The real estate mogul and reality television host trekked to Iowa this weekend, along with other potential 2016 candidates Sen. Ted Cruz of Texas and former Sen. Rick Santorum of Pennsylvania, to speak at the evangelical Family Leader Conference.
And he told ABC News that he was willing to spend big on a presidential campaign -- that is, if he decides to run for real this time.
"If I did it, I'd spend whatever it took," Trump told ABC's "This Week."
Claiming a fortune of more than $10 billion, the magnate said voters would see a candidate who has "built a great company with a tremendous net worth."
Many voters, however, still see Trump as the loudest backer of the "birther" movement, which questions President Barack Obama's birthplace and thus his eligibility to serve as commander in chief.
Trump's unfulfilled run for the 2012 Republican nomination included his demand that Obama make public his full birth certificate from Hawaii.
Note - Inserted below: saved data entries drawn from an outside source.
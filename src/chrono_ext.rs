// SPDX-License-Identifier: AGPL-3.0-or-later
// Copyright (C) 2026 Vallés Puig, Ramon

//! Capability assignment for chrono's types.
//!
//! This module is the single place where chrono's value types are wired to
//! the comparison capability traits.  Which type carries which capability
//! is deliberate, not generalized:
//!
//! | Type | `is_equal` | `is_equal_or_after` / `_or_before` |
//! |------|-----------|-------------------------------------|
//! | [`DateTime<Utc>`] | yes | yes |
//! | [`NaiveDate`] | yes | yes |
//! | [`NaiveDateTime`] | yes | yes |
//! | [`NaiveTime`] | yes | yes |
//! | [`TimeDelta`] | yes | — |
//! | [`FixedOffset`] | yes | — |
//! | [`Weekday`] | yes | — |
//! | [`Month`] | yes | — |
//! | `DateTime<FixedOffset>` | — | yes |
//! | `DateTime<Tz>` (any zone) | — | yes |
//!
//! Durations, offsets, weekdays and months are ranks without a meaningful
//! "after/before" convenience, so they expose equality only.  Offset- and
//! zone-qualified date-times keep chrono's own `==` instead of a derived
//! `is_equal`; see [`crate::compare`].

use chrono::{DateTime, FixedOffset, Month, NaiveDate, NaiveDateTime, NaiveTime, TimeDelta};
use chrono::{TimeZone, Utc, Weekday};
use std::cmp::Ordering;

use crate::compare::{TemporalEq, TemporalOrder, TemporalOrderExt};

// ---------------------------------------------------------------------------
// Primitive order
// ---------------------------------------------------------------------------

/// Generate `TemporalOrder` impls that delegate to the type's own `Ord`.
macro_rules! impl_order_via_ord {
    ($($ty:ty),+ $(,)?) => {
        $(
            impl TemporalOrder for $ty {
                #[inline(always)]
                fn compare_to(&self, other: &Self) -> Ordering {
                    self.cmp(other)
                }
            }
        )+
    };
}

impl_order_via_ord!(NaiveDate, NaiveDateTime, NaiveTime, TimeDelta);

// Date-times of every zone flavour order by instant, exactly as chrono's
// own `Ord` does.
impl<Tz: TimeZone> TemporalOrder for DateTime<Tz> {
    #[inline(always)]
    fn compare_to(&self, other: &Self) -> Ordering {
        self.cmp(other)
    }
}

// chrono leaves these three unordered; their order is defined here once and
// every derived predicate follows it.

/// Ascending by seconds east of Greenwich.
impl TemporalOrder for FixedOffset {
    #[inline]
    fn compare_to(&self, other: &Self) -> Ordering {
        self.local_minus_utc().cmp(&other.local_minus_utc())
    }
}

/// ISO order: Monday first, Sunday last.
impl TemporalOrder for Weekday {
    #[inline]
    fn compare_to(&self, other: &Self) -> Ordering {
        self.num_days_from_monday().cmp(&other.num_days_from_monday())
    }
}

/// Calendar order: January first, December last.
impl TemporalOrder for Month {
    #[inline]
    fn compare_to(&self, other: &Self) -> Ordering {
        self.number_from_month().cmp(&other.number_from_month())
    }
}

// ---------------------------------------------------------------------------
// Equality capability
// ---------------------------------------------------------------------------

impl TemporalEq for NaiveDate {}
impl TemporalEq for NaiveDateTime {}
impl TemporalEq for NaiveTime {}
impl TemporalEq for TimeDelta {}
impl TemporalEq for FixedOffset {}
impl TemporalEq for Weekday {}
impl TemporalEq for Month {}

// Only the UTC date-time: an instant carries no representation beyond its
// rank, so derived equality is safe.  `DateTime<FixedOffset>` and zoned
// date-times are intentionally absent from this list.
impl TemporalEq for DateTime<Utc> {}

// ---------------------------------------------------------------------------
// Inclusive before/after capability
// ---------------------------------------------------------------------------

impl TemporalOrderExt for NaiveDate {}
impl TemporalOrderExt for NaiveDateTime {}
impl TemporalOrderExt for NaiveTime {}

// Covers `DateTime<Utc>`, `DateTime<FixedOffset>` and every other zone.
impl<Tz: TimeZone> TemporalOrderExt for DateTime<Tz> {}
The president previously had provided a shorter version that serves as the public record in Hawaii, but amid the media glare on the issue raised in part by Trump's repeated questioning, the president released it in April 2011.
Noting he's still not convinced the long form certificate is legitimate, Trump said in the interview Sunday that the "birther" issue wouldn't disqualify him as a candidate, despite widespread condemnation of the issue from most Republicans.
"How does that make me not serious? I mean, I think that resonated with a lot of people," he said. During his address at the Family Leader event Saturday, Trump predicted a tough presidential contest in 2016, no matter the GOP candidate.
"Somebody is going to have to emerge who is really smart and really tough," he said. "Because Obama should have been beaten. Hillary is going to be tougher to beat. And the Republicans have to do what's right. If they don't pick the right person, and I mean, it has to be the perfect person, they are going to get dropped in the 2016 election."